There were more nods now, and Robert diCerni pulled his calculator out of his breast pocket and set to work with it. “I don’t suppose we have any idea about the total number of cases that have occurred since November? No, I thought not. Still, assuming that we have a cumulative disease that requires prolonged exposure to become active, there could be several thousand people running around the West Coast who stand to develop the disease in the next year.” He punched a few more keys. “That’s a conservative estimate, and it assumes we have all the pertinent information about every case diagnosed so far. And that isn’t very likely, even if it is the result of toxic wastes.”

Drucker stared at the far wall, his eyes fixed on a spot about ten feet beyond it. “Do I gather that it is the consensus to mount an investigation on this condition?”

There was a show of hands in favor, and Jeff felt a surge of relief when he realized that his support was almost unanimous.

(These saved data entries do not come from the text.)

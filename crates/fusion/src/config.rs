use std::{
    ops::RangeInclusive,
    path::{Path, PathBuf},
};

use geo::vector::BurnMode;

/// A raster that is aligned on the reference grid during preprocessing
#[derive(Clone, Debug, PartialEq)]
#[cfg_attr(feature = "serde", derive(serde::Serialize, serde::Deserialize))]
pub struct AlignedLayer {
    pub source: PathBuf,
    /// File name of the aligned raster in the processed directory
    pub output: String,
}

impl AlignedLayer {
    pub fn new(source: impl Into<PathBuf>, output: impl Into<String>) -> Self {
        AlignedLayer {
            source: source.into(),
            output: output.into(),
        }
    }
}

/// Inputs and outputs of the preprocessing pipeline
#[derive(Clone, Debug, PartialEq)]
#[cfg_attr(feature = "serde", derive(serde::Serialize, serde::Deserialize))]
pub struct PreprocessConfig {
    /// The master raster that defines the reference grid
    pub reference_raster: PathBuf,
    pub processed_dir: PathBuf,
    pub aligned_layers: Vec<AlignedLayer>,
    /// Value of the aligned cells that have no source data
    pub fill_value: f64,
    /// Directory tree that is searched for dated fire footprint datasets
    pub fire_history_dir: PathBuf,
    pub fire_dataset_prefix: String,
    pub fire_dataset_extension: String,
    pub cumulative_fire_output: String,
    pub recent_fire_output: String,
}

/// Inputs of the map layer stack
#[derive(Clone, Debug, PartialEq)]
#[cfg_attr(feature = "serde", derive(serde::Serialize, serde::Deserialize))]
pub struct MapLayerConfig {
    pub hazard_raster: PathBuf,
    /// Polygon(s) of the area of interest
    pub boundary: PathBuf,
    pub vegetation_raster: PathBuf,
    pub red_band: usize,
    pub nir_band: usize,
    pub elevation_raster: PathBuf,
    pub wind_raster: PathBuf,
    pub wind_u_band: usize,
    pub wind_v_band: usize,
}

/// Rendering options of the overlays
#[derive(Clone, Debug, PartialEq)]
#[cfg_attr(feature = "serde", derive(serde::Serialize, serde::Deserialize))]
pub struct RenderConfig {
    pub downsample_factor: usize,
    /// The hazard classes that are drawn, the others are transparent
    pub hazard_classes: RangeInclusive<i64>,
    pub class_opacity: f64,
    pub continuous_opacity: f64,
    /// Value range of the vegetation index ramp
    pub vegetation_range: (f64, f64),
    /// Low and high quantile (0..=1) used as value range of the other continuous layers
    pub percentile_clip: (f64, f64),
    pub boundary_burn_mode: BurnMode,
}

impl Default for RenderConfig {
    fn default() -> Self {
        RenderConfig {
            downsample_factor: 3,
            hazard_classes: 1..=4,
            class_opacity: 0.85,
            continuous_opacity: 0.6,
            vegetation_range: (-1.0, 1.0),
            percentile_clip: (0.02, 0.98),
            boundary_burn_mode: BurnMode::default(),
        }
    }
}

/// Configuration of the complete pipeline, the default configuration uses the conventional
/// data layout (`data/raw`, `data/processed`) relative to the working directory
#[derive(Clone, Debug, PartialEq)]
#[cfg_attr(feature = "serde", derive(serde::Serialize, serde::Deserialize))]
pub struct PipelineConfig {
    pub preprocess: PreprocessConfig,
    pub map_layers: MapLayerConfig,
    pub render: RenderConfig,
}

impl Default for PipelineConfig {
    fn default() -> Self {
        PipelineConfig::with_project_root(".")
    }
}

impl PipelineConfig {
    pub fn with_project_root(root: impl AsRef<Path>) -> Self {
        let raw = root.as_ref().join("data").join("raw");
        let processed = root.as_ref().join("data").join("processed");
        let conaf = |name: &str| raw.join(format!("conaf_{name}")).join("raster").join(format!("14_{name}.tif"));

        PipelineConfig {
            preprocess: PreprocessConfig {
                reference_raster: raw.join("srtm_valdivia.tif"),
                processed_dir: processed,
                aligned_layers: vec![
                    AlignedLayer::new(raw.join("srtm_valdivia.tif"), "grid_altura.tif"),
                    AlignedLayer::new(raw.join("sentinel2_valdivia.tif"), "grid_vegetacion.tif"),
                    AlignedLayer::new(raw.join("era5_wind_valdivia.tif"), "grid_viento.tif"),
                    AlignedLayer::new(conaf("amenaza"), "grid_amenaza.tif"),
                    AlignedLayer::new(conaf("riesgo"), "grid_riesgo.tif"),
                ],
                fill_value: 0.0,
                fire_history_dir: raw.join("incendios_pangaea"),
                fire_dataset_prefix: "FireScar".to_string(),
                fire_dataset_extension: "shp".to_string(),
                cumulative_fire_output: "grid_incendios_historicos.tif".to_string(),
                recent_fire_output: "grid_incendio_reciente.tif".to_string(),
            },
            map_layers: MapLayerConfig {
                hazard_raster: conaf("riesgo"),
                boundary: raw.join("comuna").join("comuna_valdivia.shp"),
                vegetation_raster: raw.join("sentinel2_valdivia_comuna.tif"),
                red_band: 1,
                nir_band: 4,
                elevation_raster: raw.join("srtm_valdivia_comuna.tif"),
                wind_raster: raw.join("era5_wind_valdivia_comuna.tif"),
                wind_u_band: 1,
                wind_v_band: 2,
            },
            render: RenderConfig::default(),
        }
    }

    #[cfg(feature = "serde")]
    pub fn from_json_file(path: impl AsRef<Path>) -> crate::Result<Self> {
        let path = path.as_ref();
        if !path.exists() {
            return Err(crate::Error::SourceNotFound(path.to_path_buf()));
        }

        Ok(serde_json::from_str(&std::fs::read_to_string(path)?)?)
    }
}

#[cfg(test)]
mod tests {
    use super::*;

    #[test]
    fn conventional_layout() {
        let config = PipelineConfig::with_project_root("/project");
        assert_eq!(config.preprocess.reference_raster, Path::new("/project/data/raw/srtm_valdivia.tif"));
        assert_eq!(config.preprocess.processed_dir, Path::new("/project/data/processed"));
        assert_eq!(
            config.map_layers.hazard_raster,
            Path::new("/project/data/raw/conaf_riesgo/raster/14_riesgo.tif")
        );
        assert_eq!(config.preprocess.aligned_layers.len(), 5);
        assert_eq!(
            config.preprocess.aligned_layers[3].source,
            Path::new("/project/data/raw/conaf_amenaza/raster/14_amenaza.tif")
        );
        assert_eq!(
            config.map_layers.boundary,
            Path::new("/project/data/raw/comuna/comuna_valdivia.shp")
        );
        assert_eq!(config.preprocess.fire_dataset_extension, "shp");
        assert_eq!(config.render.downsample_factor, 3);
        assert_eq!(config.render.hazard_classes, 1..=4);
    }

    #[cfg(feature = "serde")]
    #[test]
    fn json_config() -> crate::Result<()> {
        let dir = tempfile::tempdir()?;
        let path = dir.path().join("config.json");

        let mut config = PipelineConfig::with_project_root(dir.path());
        config.render.downsample_factor = 2;
        std::fs::write(&path, serde_json::to_string_pretty(&config)?)?;

        assert_eq!(PipelineConfig::from_json_file(&path)?, config);
        Ok(())
    }
}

“We better get out to the West Coast and find out if the two diseases are the same thing,” Weyman said promptly. “First things first. And I hope it is the same thing—two brand-new toxic diseases is a little more than I want to handle.” He was one of three people who chuckled at his remark.

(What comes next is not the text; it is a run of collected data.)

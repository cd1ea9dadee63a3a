//! The typed layer stack of the map: every layer lives on the same downsampled geographic grid.
//!
//! The hazard raster defines the grid: it is cropped and masked to the boundary, moved to
//! geographic coordinates and downsampled. The continuous layers are derived on their own source grid
//! and resampled onto the geographic grid before downsampling.

use std::path::Path;

use geo::{
    Band, BoundaryMask, Error, GeoRaster, LatLonBounds, RasterGrid, VectorFeatureSet,
    crs::epsg,
    raster::{
        algo::{self, Kernel},
        io,
    },
    vector,
};

use crate::{MapLayerConfig, PipelineConfig, RenderConfig, Result};

/// A continuous layer with the value range of its color ramp, the range is absent when the layer has no valid data
#[derive(Clone, Debug)]
pub struct ContinuousLayer {
    pub raster: GeoRaster,
    pub vmin: Option<f64>,
    pub vmax: Option<f64>,
}

impl ContinuousLayer {
    fn with_fixed_range(raster: GeoRaster, (vmin, vmax): (f64, f64)) -> Self {
        ContinuousLayer {
            raster,
            vmin: Some(vmin),
            vmax: Some(vmax),
        }
    }

    fn with_percentile_range(raster: GeoRaster, (low, high): (f64, f64)) -> Result<Self> {
        let range = algo::percentile_range(raster.band(), low, high)?;
        if range.is_none() {
            log::warn!("No valid samples to derive the value range from");
        }

        Ok(ContinuousLayer {
            raster,
            vmin: range.map(|r| r.0),
            vmax: range.map(|r| r.1),
        })
    }
}

#[derive(Clone, Debug)]
pub struct MapLayers {
    /// The downsampled geographic grid shared by all layers
    pub grid: RasterGrid,
    pub bounds: LatLonBounds,
    /// The area of interest in geographic coordinates
    pub boundary: VectorFeatureSet,
    pub boundary_mask: BoundaryMask,
    pub hazard: GeoRaster,
    pub vegetation: Option<ContinuousLayer>,
    pub elevation: Option<ContinuousLayer>,
    pub slope: Option<ContinuousLayer>,
    pub wind: Option<ContinuousLayer>,
}

impl MapLayers {
    /// Loads the layer stack, the hazard raster and the boundary are required, the other layers are
    /// omitted when their source is missing
    pub fn load(config: &PipelineConfig) -> Result<MapLayers> {
        let inputs = &config.map_layers;
        let render = &config.render;

        let boundary = vector::io::read(&inputs.boundary)?;
        if boundary.is_empty() {
            return Err(Error::InvalidArgument(format!(
                "No boundary polygons in {}",
                inputs.boundary.display()
            )));
        }

        let hazard = io::read_band(&inputs.hazard_raster, 1)?;
        let hazard = clip_to_boundary(&hazard, &boundary, render)?;

        let geographic_hazard = algo::reproject_to_geographic(&hazard, Kernel::Nearest)?;
        let geographic_grid = geographic_hazard.grid().clone();
        let hazard = algo::downsample(&geographic_hazard, render.downsample_factor)?;
        let grid = hazard.grid().clone();
        let bounds = grid.latlon_bounds()?;

        let boundary = boundary.reprojected(&epsg::WGS84.to_string())?;
        let boundary_mask = vector::rasterize_mask(&boundary, &geographic_grid, render.boundary_burn_mode)?;
        let boundary_mask = algo::downsample_mask(&boundary_mask, render.downsample_factor)?;

        let resampler = Resampler {
            target: &geographic_grid,
            factor: render.downsample_factor,
        };

        let vegetation = match optional_source(&inputs.vegetation_raster) {
            Some(path) => Some(ContinuousLayer::with_fixed_range(
                resampler.apply(&vegetation_index(path, inputs)?)?,
                render.vegetation_range,
            )),
            None => None,
        };

        let (elevation, slope) = match optional_source(&inputs.elevation_raster) {
            Some(path) => {
                let elevation = io::read_band(path, 1)?;
                let slope = algo::slope(&elevation)?;
                (
                    Some(ContinuousLayer::with_percentile_range(resampler.apply(&elevation)?, render.percentile_clip)?),
                    Some(ContinuousLayer::with_percentile_range(resampler.apply(&slope)?, render.percentile_clip)?),
                )
            }
            None => (None, None),
        };

        let wind = match optional_source(&inputs.wind_raster) {
            Some(path) => Some(ContinuousLayer::with_percentile_range(
                resampler.apply(&wind_magnitude(path, inputs)?)?,
                render.percentile_clip,
            )?),
            None => None,
        };

        log::info!("Loaded map layers on grid {grid}");

        Ok(MapLayers {
            grid,
            bounds,
            boundary,
            boundary_mask,
            hazard,
            vegetation,
            elevation,
            slope,
            wind,
        })
    }
}

fn optional_source(path: &Path) -> Option<&Path> {
    if path.exists() {
        Some(path)
    } else {
        log::warn!("{}, the layer is omitted", Error::OptionalSourceMissing(path.to_path_buf()));
        None
    }
}

/// Crops the raster to the extent of the boundary, cells outside of the boundary become nodata
fn clip_to_boundary(raster: &GeoRaster, boundary: &VectorFeatureSet, render: &RenderConfig) -> Result<GeoRaster> {
    let boundary = boundary.reprojected(raster.grid().projection())?;
    let extent = boundary.bounding_box().ok_or(Error::EmptyIntersection)?;

    let cropped = algo::crop_to_bounds(raster, &extent)?;
    let mask = vector::rasterize_mask(&boundary, cropped.grid(), render.boundary_burn_mode)?;
    algo::mask_outside(&cropped, &mask)
}

struct Resampler<'a> {
    target: &'a RasterGrid,
    factor: usize,
}

impl Resampler<'_> {
    fn apply(&self, raster: &GeoRaster) -> Result<GeoRaster> {
        let resampled = algo::reproject(raster, self.target, Kernel::Bilinear)?;
        algo::downsample(&resampled, self.factor)
    }
}

fn band_of(bands: &[Band], band_nr: usize, path: &Path) -> Result<Band> {
    if band_nr == 0 || band_nr > bands.len() {
        return Err(Error::InvalidArgument(format!(
            "Band {band_nr} is not available in {} ({} bands)",
            path.display(),
            bands.len()
        )));
    }

    Ok(bands[band_nr - 1].clone())
}

fn vegetation_index(path: &Path, inputs: &MapLayerConfig) -> Result<GeoRaster> {
    let (grid, bands) = io::read_bands(path)?;
    let red = GeoRaster::new(grid.clone(), band_of(&bands, inputs.red_band, path)?)?;
    let nir = GeoRaster::new(grid, band_of(&bands, inputs.nir_band, path)?)?;
    algo::normalized_difference(&red, &nir)
}

fn wind_magnitude(path: &Path, inputs: &MapLayerConfig) -> Result<GeoRaster> {
    let (grid, bands) = io::read_bands(path)?;
    let u = GeoRaster::new(grid.clone(), band_of(&bands, inputs.wind_u_band, path)?)?;
    let v = GeoRaster::new(grid, band_of(&bands, inputs.wind_v_band, path)?)?;
    algo::magnitude(&u, &v)
}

Drucker frowned and looked around the room with suspicion. “Is that really necessary? Wouldn’t it make more sense to send queries to other parts of the country, to find out if there are other reports of the disease, and then coordinate the search for the cause from here?” It was part of Drucker’s personality that he disliked having to leave Atlanta and his office, where he was secure in his power.

“I’ll go,” said Weyman. “Jeff and I will be on the next plane west. We can work as a team, or split up.” He smiled as he made the offer. “And we’ll report in, so that the rest of the group can add what we learn to what you find out from the other parts of the country.”

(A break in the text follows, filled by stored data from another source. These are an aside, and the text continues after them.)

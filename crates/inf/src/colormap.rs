//! Named color ramps and their lookup tables.

use std::str::FromStr;

use crate::{Color, Error, Result};

const LUT_SIZE: usize = 256;

type ControlPoint = (f32, Color);

const RD_YL_GN: [ControlPoint; 11] = [
    (0.0, Color::rgb(0xa5, 0x00, 0x26)),
    (0.1, Color::rgb(0xd7, 0x30, 0x27)),
    (0.2, Color::rgb(0xf4, 0x6d, 0x43)),
    (0.3, Color::rgb(0xfd, 0xae, 0x61)),
    (0.4, Color::rgb(0xfe, 0xe0, 0x8b)),
    (0.5, Color::rgb(0xff, 0xff, 0xbf)),
    (0.6, Color::rgb(0xd9, 0xef, 0x8b)),
    (0.7, Color::rgb(0xa6, 0xd9, 0x6a)),
    (0.8, Color::rgb(0x66, 0xbd, 0x63)),
    (0.9, Color::rgb(0x1a, 0x98, 0x50)),
    (1.0, Color::rgb(0x00, 0x68, 0x37)),
];

const TERRAIN: [ControlPoint; 6] = [
    (0.0, Color::rgb(51, 51, 153)),
    (0.15, Color::rgb(0, 153, 255)),
    (0.25, Color::rgb(0, 204, 102)),
    (0.5, Color::rgb(255, 255, 153)),
    (0.75, Color::rgb(128, 92, 84)),
    (1.0, Color::rgb(255, 255, 255)),
];

const MAGMA: [ControlPoint; 6] = [
    (0.0, Color::rgb(0x00, 0x00, 0x04)),
    (0.2, Color::rgb(0x3b, 0x0f, 0x70)),
    (0.4, Color::rgb(0x8c, 0x29, 0x81)),
    (0.6, Color::rgb(0xde, 0x49, 0x68)),
    (0.8, Color::rgb(0xfe, 0x9f, 0x6d)),
    (1.0, Color::rgb(0xfc, 0xfd, 0xbf)),
];

const VIRIDIS: [ControlPoint; 5] = [
    (0.0, Color::rgb(0x44, 0x01, 0x54)),
    (0.25, Color::rgb(0x3b, 0x52, 0x8b)),
    (0.5, Color::rgb(0x21, 0x91, 0x8c)),
    (0.75, Color::rgb(0x5e, 0xc9, 0x62)),
    (1.0, Color::rgb(0xfd, 0xe7, 0x25)),
];

/// The closed set of color ramps available for continuous layers
#[cfg_attr(feature = "serde", derive(serde::Serialize, serde::Deserialize))]
#[derive(Debug, Clone, Copy, PartialEq, Eq, Hash)]
pub enum ColorMapPreset {
    /// Diverging red-yellow-green, used for vegetation indices
    RdYlGn,
    Terrain,
    Magma,
    Viridis,
}

impl ColorMapPreset {
    pub const ALL: [ColorMapPreset; 4] = [ColorMapPreset::RdYlGn, ColorMapPreset::Terrain, ColorMapPreset::Magma, ColorMapPreset::Viridis];

    pub fn name(&self) -> &'static str {
        match self {
            ColorMapPreset::RdYlGn => "RdYlGn",
            ColorMapPreset::Terrain => "terrain",
            ColorMapPreset::Magma => "magma",
            ColorMapPreset::Viridis => "viridis",
        }
    }

    /// The interpolation table of the ramp: ascending positions in [0, 1] with the color at that position
    pub fn control_points(&self) -> &'static [(f32, Color)] {
        match self {
            ColorMapPreset::RdYlGn => &RD_YL_GN,
            ColorMapPreset::Terrain => &TERRAIN,
            ColorMapPreset::Magma => &MAGMA,
            ColorMapPreset::Viridis => &VIRIDIS,
        }
    }

    /// Color at `pos` by interpolating between the surrounding control points
    pub fn interpolate(&self, pos: f32) -> Color {
        let points = self.control_points();
        let pos = if pos.is_nan() { 0.0 } else { pos.clamp(0.0, 1.0) };

        let upper_idx = points.iter().position(|(p, _)| *p >= pos).unwrap_or(points.len() - 1);
        if upper_idx == 0 {
            return points[0].1;
        }

        let (lower_pos, lower_color) = points[upper_idx - 1];
        let (upper_pos, upper_color) = points[upper_idx];
        let width = upper_pos - lower_pos;
        if width <= 0.0 {
            return upper_color;
        }

        lower_color.lerp(&upper_color, (pos - lower_pos) / width)
    }
}

impl FromStr for ColorMapPreset {
    type Err = Error;

    fn from_str(s: &str) -> Result<Self> {
        ColorMapPreset::ALL
            .into_iter()
            .find(|preset| preset.name().eq_ignore_ascii_case(s))
            .ok_or_else(|| Error::InvalidArgument(format!("Unknown color map: {s}")))
    }
}

impl std::fmt::Display for ColorMapPreset {
    fn fmt(&self, f: &mut std::fmt::Formatter<'_>) -> std::fmt::Result {
        f.write_str(self.name())
    }
}

/// A color ramp sampled into a fixed size lookup table
#[derive(Clone, Debug)]
pub struct ProcessedColorMap {
    preset: ColorMapPreset,
    cmap: Vec<Color>,
}

impl ProcessedColorMap {
    pub fn create(preset: ColorMapPreset) -> Self {
        let cmap = (0..LUT_SIZE)
            .map(|i| preset.interpolate(i as f32 / (LUT_SIZE - 1) as f32))
            .collect();

        ProcessedColorMap { preset, cmap }
    }

    pub fn preset(&self) -> ColorMapPreset {
        self.preset
    }

    /// Color for a normalized position, values outside [0, 1] map to the edge colors
    pub fn get_color(&self, pos: f32) -> Color {
        let pos = if pos.is_nan() { 0.0 } else { pos.clamp(0.0, 1.0) };
        let index = ((pos * LUT_SIZE as f32) as usize).min(LUT_SIZE - 1);
        self.cmap[index]
    }

    /// Evenly spaced colors along the ramp, e.g. to render a legend gradient
    pub fn gradient(&self, count: usize) -> Vec<Color> {
        match count {
            0 => Vec::new(),
            1 => vec![self.get_color(0.0)],
            _ => (0..count).map(|i| self.get_color(i as f32 / (count - 1) as f32)).collect(),
        }
    }
}

impl From<ColorMapPreset> for ProcessedColorMap {
    fn from(preset: ColorMapPreset) -> Self {
        ProcessedColorMap::create(preset)
    }
}

#[cfg(test)]
mod tests {
    use super::*;

    #[test]
    fn control_points_are_ascending() {
        for preset in ColorMapPreset::ALL {
            let points = preset.control_points();
            assert_eq!(points.first().map(|p| p.0), Some(0.0), "{preset}");
            assert_eq!(points.last().map(|p| p.0), Some(1.0), "{preset}");
            assert!(points.windows(2).all(|w| w[0].0 < w[1].0), "{preset}");
        }
    }

    #[test]
    fn ramp_edges() {
        let cmap = ProcessedColorMap::create(ColorMapPreset::Viridis);
        assert_eq!(cmap.get_color(0.0), Color::rgb(0x44, 0x01, 0x54));
        assert_eq!(cmap.get_color(1.0), Color::rgb(0xfd, 0xe7, 0x25));
        assert_eq!(cmap.get_color(-3.0), cmap.get_color(0.0));
        assert_eq!(cmap.get_color(7.0), cmap.get_color(1.0));
        assert_eq!(cmap.get_color(f32::NAN), cmap.get_color(0.0));
    }

    #[test]
    fn interpolate_at_control_point() {
        assert_eq!(ColorMapPreset::Terrain.interpolate(0.5), Color::rgb(255, 255, 153));
        assert_eq!(ColorMapPreset::RdYlGn.interpolate(0.5), Color::rgb(0xff, 0xff, 0xbf));
    }

    #[test]
    fn interpolate_between_control_points() {
        // halfway between (0, 0, 4) and (59, 15, 112)
        assert_eq!(ColorMapPreset::Magma.interpolate(0.1), Color::rgb(30, 8, 58));
    }

    #[test]
    fn parse_preset_names() {
        assert_eq!("rdylgn".parse::<ColorMapPreset>().unwrap(), ColorMapPreset::RdYlGn);
        assert_eq!("terrain".parse::<ColorMapPreset>().unwrap(), ColorMapPreset::Terrain);
        assert!("jet".parse::<ColorMapPreset>().is_err());
    }

    #[test]
    fn gradient_samples() {
        let cmap = ProcessedColorMap::create(ColorMapPreset::Magma);
        let colors = cmap.gradient(3);
        assert_eq!(colors.len(), 3);
        assert_eq!(colors[0], cmap.get_color(0.0));
        assert_eq!(colors[2], cmap.get_color(1.0));
        assert!(cmap.gradient(0).is_empty());
    }
}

“That sounds like an excellent idea,” said Jeff at once. He held up the printouts. “Given the two geographical areas, we might as well decide now who goes where.”

“What about your family, Taji?” Drucker interrupted.

“My aunt has been running the household for years. The kids are old enough to take care of themselves.” He was determined not to let Drucker goad him. “If you’re really concerned, I can arrange for all of them to stay with my brother in Florida for the time I’m gone, but that seems a bit extreme, doesn’t it?”

“My neighbor will take care of my dogs and bring in the mail,” Weyman chimed in at his most laconic. “I’ll give them the milk in the fridge so that it won’t go bad while I’m gone.”

“That’s enough, Muggridge,” Drucker said, his chin coming up. “It’s not decided.”

DiCerni raised his hand. “I think we’d better act on this. If it turns out to be a general hazard, the sooner we get moving on it, the better. It’s a case of better safe than sorry.”

“I agree,” said Donna Howell, who spent her spare time working with the Committee for Public Utilities Responsibility. “There are more than enough victims in either location to justify our investigation; if we don’t act soon, we may have to justify our failure to do so later on.”

The tacit threat of governmental review was not lost on Drucker. He was silent; the others at the table remained still until he cleared his throat. “Perhaps I think it might be a good precaution. We will authorize one week’s travel pay. That will enable you to conduct a basic investigation. At the end of that time, we’ll have a review of your findings and relate them to anything that we discover in other parts of the country.” He patted the table with the flat of his hand, as if using a gavel to dismiss a session of court.

“When do we leave?” Weyman asked. “So I can arrange for the dogs?”

“Would tomorrow be all right?” Jeff asked. “I think that the sooner we act on this, the better.”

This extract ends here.